Real Live Action

Fuck Buttons

w/ Caving

Biltmore Cabaret; May 14, 2010

Review By Simon Foreman


Fuck Buttons, photo by Steve Louie
Fuck Buttons, photo by Steve Louie

Local mainstay Andy Dixon has recently been producing dubsteppy, glitchy re-imaginings of modern hip-hop under the name Caving. On this night, chopped-up vocal samples from the likes of Jay-Z and Missy Elliott ran tandem with wonky, wobbly grooves and Secret Mommy-style squeaks to compose a seamless set that excited the crowd to various levels of gyration. Dixon had people who wouldn’t bother with a mainstream hip-hop night grooving to Beyoncé and Slim Thug with swampy bass lines as an outlet for people to indulge their secret love of urban sounds. Check out his MySpace page for a taste.

Afterwards, Dixon’s small table of gear was moved aside to reveal a much larger table with much more gear, which was to be home to Bristol’s Fuck Buttons until just before one a.m. The duo switched between hazy, beat-driven panoramas (“Surf Solar”), forays into primitive tribalism (“Ribs Out”) and harsh noise odysseys (“Sweet Love for Planet Earth”). It was everything you might expect from their album Tarot Sport: a kraut-ish journey through hypnotic rhythms, atop which was built a tower of esoteric synth creations and textured fuzz.

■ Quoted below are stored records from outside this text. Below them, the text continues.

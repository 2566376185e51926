#[allow(unused_macros)]
macro_rules! assert_panics {
    ($run:block) => {
        assert_panics!($run, "assertion failed to panic")
    };
    ($run:block, $msg:literal) => {
        assert!(
            std::panic::catch_unwind(std::panic::AssertUnwindSafe(|| $run)).is_err(),
            $msg
        );
    };
}

#[allow(unused_imports)]
pub(crate) use assert_panics;
impl<T> Drop for LinkedList<T> {
    fn drop(&mut self) {
        if let Full(ListContents { head, .. }) = self.state {
            let mut curr = Some(head);
            while let Some(ptr) = curr {
                curr = ptr.next();
                // SAFETY: Every node reachable from head is live and owned by this list, and is
                // visited exactly once.
                drop(unsafe { ptr.take_node() });
            }
        }
    }
}

// SAFETY: LinkedLists uniquely own their nodes and are therefore safe for Send when T: Send.
unsafe impl<T: Send> Send for LinkedList<T> {}
// SAFETY: LinkedList's safe API obeys all rules of the borrow checker, so no interior mutability
// occurs. This means that LinkedList<T> can safely implement Sync when T: Sync.
unsafe impl<T: Sync> Sync for LinkedList<T> {}

impl<T: Clone> Clone for LinkedList<T> {
    fn clone(&self) -> Self {
        self.iter().cloned().collect()
    }
}

impl<T: PartialEq> PartialEq for LinkedList<T> {
    fn eq(&self, other: &Self) -> bool {
        self.len() == other.len() && self.iter().eq(other.iter())
    }
}

impl<T: Eq> Eq for LinkedList<T> {}

impl<T: Debug> Debug for LinkedList<T> {
    fn fmt(&self, f: &mut Formatter<'_>) -> fmt::Result {
        f.debug_struct("LinkedList")
            .field("contents", &DebugEntries(self))
            .field("len", &self.len())
            .finish()
    }
}

struct DebugEntries<'a, T>(&'a LinkedList<T>);

impl<T: Debug> Debug for DebugEntries<'_, T> {
    fn fmt(&self, f: &mut Formatter<'_>) -> fmt::Result {
        f.debug_list().entries(self.0.iter()).finish()
    }
}

impl<T: Display> Display for LinkedList<T> {
    fn fmt(&self, f: &mut Formatter<'_>) -> fmt::Result {
        write!(f, "(")?;
        for (index, item) in self.iter().enumerate() {
            if index != 0 {
                write!(f, ", ")?;
            }
            write!(f, "{item}")?;
        }
        write!(f, ")")
    }
}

And yet, it was also something more: the mutated electronica spewed forth from the Biltmore’s speakers brought a whole range of emotion into the low-ceilinged room. For some, this was set to be one of the best shows they’ve seen in the past year; others were oblivious, and ended the night so drunk they could barely stand. Some people got visibly intimate on the dance floor; others, it seemed, may have been torn apart. Some moved their bodies with deep-rooted feeling, started violent scuffles near the stage or even crowdsurfed. Others remained consistently motionless—some completely entranced and others perhaps merely patient.

Fuck Buttons’ music, so wide in sonic scope, also demonstrated an expansive psychological scope, leaving people shaken and affected by the time the final notes of “Sweet Love” had become only a memory. The performance became a ravishing experience, not to be taken lightly nor to be soon forgotten.